The inevitable end use of autonomous weapons is eliminating civilian dissidents. Every person in this country carries a target transmitter with them. Every persons political inclinations is known via big data.
They are a totalitarians dream weapon- they don't refuse orders, they will not turn on their masters, they suffer no remorse, and they are cheap. And most of all, the bullies dream, they impose no personal risk.
(save for the unintended consequences involved in retaliation.)

E Hines said...

rifles, which are the weapon of democracy and a tool of equality

These, though, require (not merely demand) equality on the battlefield. In an environment, though, where the enemy badly out guns us in men and weapons, mere rifles aren't enough. Weapons that kill many enemies at a sweep, or whose losses don't come along with the lives of friendlies, are critical to our winning the war and so not having our survivors enslaved by our conquerors.

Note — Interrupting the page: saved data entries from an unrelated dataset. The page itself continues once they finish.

mod common;

use std::{
    sync::{
        Arc,
        atomic::{AtomicUsize, Ordering},
    },
    time::Duration,
};

use axum::body::Body as AxumBody;
use bytes::Bytes;
use common::{Script, Step, Upstreams, body_text, request};
use futures_util::{StreamExt, stream};
use hyper::StatusCode;
use portway::{
    InMemoryMetrics,
    config::models::{EndpointConfig, GatewayConfig, RetryConditionConfig, RetryConfig},
    metrics::MetricFamily,
    ports::metrics_sink::MetricLabels,
};

fn retrying(path: &str, upstream: &str, attempts: i64, per_try: &str) -> EndpointConfig {
    EndpointConfig::new(path)
        .method("POST")
        .backend(upstream)
        .timeout("5s")
        .metadata("service", "orders")
        .metadata("basePath", "/api")
        .retry(RetryConfig {
            attempts: Some(attempts),
            per_try_timeout: Some(per_try.to_string()),
            conditions: vec![RetryConditionConfig::ByStatusCode("500-599".to_string())],
        })
}

fn labels(path: &str) -> MetricLabels {
    MetricLabels::new("HTTP", "POST", path, "orders", "/api")
}

#[tokio::test]
async fn test_retry_until_success_on_third_attempt() {
    let upstreams = Upstreams::default();
    let script = upstreams.add(Script::new(
        "orders",
        vec![Step::Status(503), Step::Status(503), Step::Status(200)],
    ));
    let metrics = Arc::new(InMemoryMetrics::new());
    let proxy = upstreams.proxy(metrics.clone());
    proxy
        .update(
            &GatewayConfig::builder()
                .endpoint(retrying("/orders", "orders", 3, "100ms"))
                .build(),
        )
        .unwrap();

    let response = proxy.serve(request("POST", "/orders", "{}")).await;
    assert_eq!(response.status(), StatusCode::OK);
    assert_eq!(body_text(response).await, "orders");

    assert_eq!(script.calls(), 3);
    let attempts: Vec<_> = script.seen().iter().map(|s| s.attempt).collect();
    assert_eq!(attempts, vec![Some(1), Some(2), Some(3)]);

    let labels = labels("/orders");
    assert_eq!(metrics.get(MetricFamily::Retry, &labels, None), 2);
    assert_eq!(metrics.get(MetricFamily::RetrySuccess, &labels, None), 1);
    assert_eq!(metrics.get(MetricFamily::Requests, &labels, Some(200)), 1);
    assert_eq!(metrics.get(MetricFamily::UpstreamCode, &labels, Some(200)), 1);
    assert_eq!(metrics.get(MetricFamily::SentBytes, &labels, None), 6);
    assert_eq!(metrics.get(MetricFamily::ReceivedBytes, &labels, None), 2);
}

#[tokio::test]
async fn test_first_attempt_success_records_no_retry() {
    let upstreams = Upstreams::default();
    let script = upstreams.add(Script::new("orders", vec![Step::Status(201)]));
    let metrics = Arc::new(InMemoryMetrics::new());
    let proxy = upstreams.proxy(metrics.clone());
    proxy
        .update(
            &GatewayConfig::builder()
                .endpoint(retrying("/orders", "orders", 5, "100ms"))
                .build(),
        )
        .unwrap();

    let response = proxy.serve(request("POST", "/orders", "")).await;
    assert_eq!(response.status(), StatusCode::CREATED);
    drop(response);

    assert_eq!(script.calls(), 1);
    let labels = labels("/orders");
    assert_eq!(metrics.get(MetricFamily::Retry, &labels, None), 0);
    assert_eq!(metrics.get(MetricFamily::RetrySuccess, &labels, None), 0);
    // The request total is always labelled 200 on success; the real status is kept aside
    assert_eq!(metrics.get(MetricFamily::Requests, &labels, Some(200)), 1);
    assert_eq!(metrics.get(MetricFamily::UpstreamCode, &labels, Some(201)), 1);
}

#[tokio::test]
async fn test_exhausted_attempts_yield_bad_gateway() {
    let upstreams = Upstreams::default();
    let script = upstreams.add(Script::new("orders", vec![Step::Status(503)]));
    let metrics = Arc::new(InMemoryMetrics::new());
    let proxy = upstreams.proxy(metrics.clone());
    proxy
        .update(
            &GatewayConfig::builder()
                .endpoint(retrying("/orders", "orders", 4, "100ms"))
                .build(),
        )
        .unwrap();

    let response = proxy.serve(request("POST", "/orders", "x")).await;
    assert_eq!(response.status(), StatusCode::BAD_GATEWAY);

    assert_eq!(script.calls(), 4);
    let labels = labels("/orders");
    assert_eq!(metrics.get(MetricFamily::Retry, &labels, None), 3);
    assert_eq!(metrics.get(MetricFamily::RetrySuccess, &labels, None), 0);
    assert_eq!(metrics.get(MetricFamily::Requests, &labels, Some(502)), 1);
    assert_eq!(metrics.total(MetricFamily::Duration), 1);
}

#[tokio::test]
async fn test_transport_errors_are_retried() {
    let upstreams = Upstreams::default();
    let script = upstreams.add(Script::new(
        "orders",
        vec![Step::Refused, Step::Refused, Step::Status(200)],
    ));
    let proxy = upstreams.proxy(Arc::new(InMemoryMetrics::new()));
    proxy
        .update(
            &GatewayConfig::builder()
                .endpoint(retrying("/orders", "orders", 3, "100ms"))
                .build(),
        )
        .unwrap();

    let response = proxy.serve(request("POST", "/orders", "")).await;
    assert_eq!(response.status(), StatusCode::OK);
    assert_eq!(script.calls(), 3);
}

#[tokio::test]
async fn test_no_conditions_means_no_retry() {
    let upstreams = Upstreams::default();
    let script = upstreams.add(Script::new("orders", vec![Step::Status(503)]));
    let proxy = upstreams.proxy(Arc::new(InMemoryMetrics::new()));
    let endpoint = EndpointConfig::new("/orders")
        .backend("orders")
        .retry(RetryConfig {
            attempts: Some(3),
            ..Default::default()
        });
    proxy
        .update(&GatewayConfig::builder().endpoint(endpoint).build())
        .unwrap();

    let response = proxy.serve(request("GET", "/orders", "")).await;
    assert_eq!(response.status(), StatusCode::SERVICE_UNAVAILABLE);
    assert_eq!(script.calls(), 1);
}

#[tokio::test(start_paused = true)]
async fn test_no_attempt_starts_after_overall_deadline() {
    let upstreams = Upstreams::default();
    let script = upstreams.add(Script::new(
        "slow",
        vec![Step::Delay(Duration::from_secs(1), 200)],
    ));
    let metrics = Arc::new(InMemoryMetrics::new());
    let proxy = upstreams.proxy(metrics.clone());
    let endpoint = EndpointConfig::new("/slow")
        .backend("slow")
        .timeout("250ms")
        .retry(RetryConfig {
            attempts: Some(10),
            per_try_timeout: Some("100ms".to_string()),
            conditions: vec![],
        });
    proxy
        .update(&GatewayConfig::builder().endpoint(endpoint).build())
        .unwrap();

    let started = tokio::time::Instant::now();
    let response = proxy.serve(request("GET", "/slow", "")).await;
    assert_eq!(response.status(), StatusCode::GATEWAY_TIMEOUT);

    // Attempts at 0ms, 100ms and 200ms; the third is cut short by the overall deadline
    assert_eq!(script.calls(), 3);
    assert!(started.elapsed() <= Duration::from_millis(260));
    assert_eq!(metrics.total_with_code(MetricFamily::Requests, 504), 1);
}

#[tokio::test(start_paused = true)]
async fn test_per_try_timeout_larger_than_overall_is_capped() {
    let upstreams = Upstreams::default();
    let script = upstreams.add(Script::new(
        "slow",
        vec![Step::Delay(Duration::from_secs(10), 200)],
    ));
    let proxy = upstreams.proxy(Arc::new(InMemoryMetrics::new()));
    let endpoint = EndpointConfig::new("/slow")
        .backend("slow")
        .timeout("300ms")
        .retry(RetryConfig {
            attempts: Some(2),
            per_try_timeout: Some("5s".to_string()),
            conditions: vec![],
        });
    proxy
        .update(&GatewayConfig::builder().endpoint(endpoint).build())
        .unwrap();

    let started = tokio::time::Instant::now();
    let response = proxy.serve(request("GET", "/slow", "")).await;
    assert_eq!(response.status(), StatusCode::GATEWAY_TIMEOUT);
    assert_eq!(script.calls(), 1);
    let elapsed = started.elapsed();
    assert!(elapsed >= Duration::from_millis(300) && elapsed < Duration::from_millis(310));
}

#[tokio::test]
async fn test_request_body_read_once_and_replayed() {
    let upstreams = Upstreams::default();
    let script = upstreams.add(Script::new(
        "orders",
        vec![Step::Status(500), Step::Refused, Step::Status(200)],
    ));
    let proxy = upstreams.proxy(Arc::new(InMemoryMetrics::new()));
    proxy
        .update(
            &GatewayConfig::builder()
                .endpoint(retrying("/orders", "orders", 3, "100ms"))
                .build(),
        )
        .unwrap();

    let pulls = Arc::new(AtomicUsize::new(0));
    let counter = pulls.clone();
    let chunks = stream::iter(vec!["{\"id\":", "42", "}"]).map(move |chunk| {
        counter.fetch_add(1, Ordering::SeqCst);
        Ok::<_, std::io::Error>(Bytes::from_static(chunk.as_bytes()))
    });

    let response = proxy
        .serve(request("POST", "/orders", AxumBody::from_stream(chunks)))
        .await;
    assert_eq!(response.status(), StatusCode::OK);

    assert_eq!(pulls.load(Ordering::SeqCst), 3);
    let bodies: Vec<_> = script.seen().into_iter().map(|s| s.body).collect();
    assert_eq!(bodies.len(), 3);
    assert!(bodies.iter().all(|b| &b[..] == b"{\"id\":42}"));
}

#[tokio::test]
async fn test_failed_body_read_makes_no_attempt() {
    let upstreams = Upstreams::default();
    let script = upstreams.add(Script::new("orders", vec![Step::Status(200)]));
    let metrics = Arc::new(InMemoryMetrics::new());
    let proxy = upstreams.proxy(metrics.clone());
    proxy
        .update(
            &GatewayConfig::builder()
                .endpoint(retrying("/orders", "orders", 3, "100ms"))
                .build(),
        )
        .unwrap();

    let broken = stream::iter(vec![
        Ok(Bytes::from_static(b"partial")),
        Err(std::io::Error::other("connection reset by peer")),
    ]);
    let response = proxy
        .serve(request("POST", "/orders", AxumBody::from_stream(broken)))
        .await;

    assert_eq!(response.status(), StatusCode::BAD_GATEWAY);
    assert_eq!(script.calls(), 0);
    assert_eq!(
        metrics.get(MetricFamily::Requests, &labels("/orders"), Some(502)),
        1
    );
}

Efficient killing of enemy soldiers is especially important against an enemy that has no concern at all for the lives of its own soldiers.

They're also critical in winning decisively enough that we need not fight that enemy a second time for some generations, a second run at us in which they'll be better prepared and may win the rematch.

Automated weapons are Critical Items to our winning. It's the same with tactical nuclear weapons, whose potential use was critical in keeping the vastly superior in numbers Warsaw Pact armies from overrunning Europe.

Like any tool, automated weapons (or tac nukes) can be misused or abused. The fault in that, though, lies in the men using or ordering their use, not in the tool.

Eric Hines

douglas said...

The horse is already out of the barn- I'd be gobsmacked if China didn't already have automated killing machines of some sort. Mr. Hines also makes good points as to why we might embrace the technology as well. So the question then turns to how do we, the people, maintain control over these devices and processes? The technology is moving fast, so we'd better start thinking fast.

Thomas Doubting said...

Excuse the silliness, but every time I read this headline it strikes me as a Yelp review of a restaurant. I thought I should share that.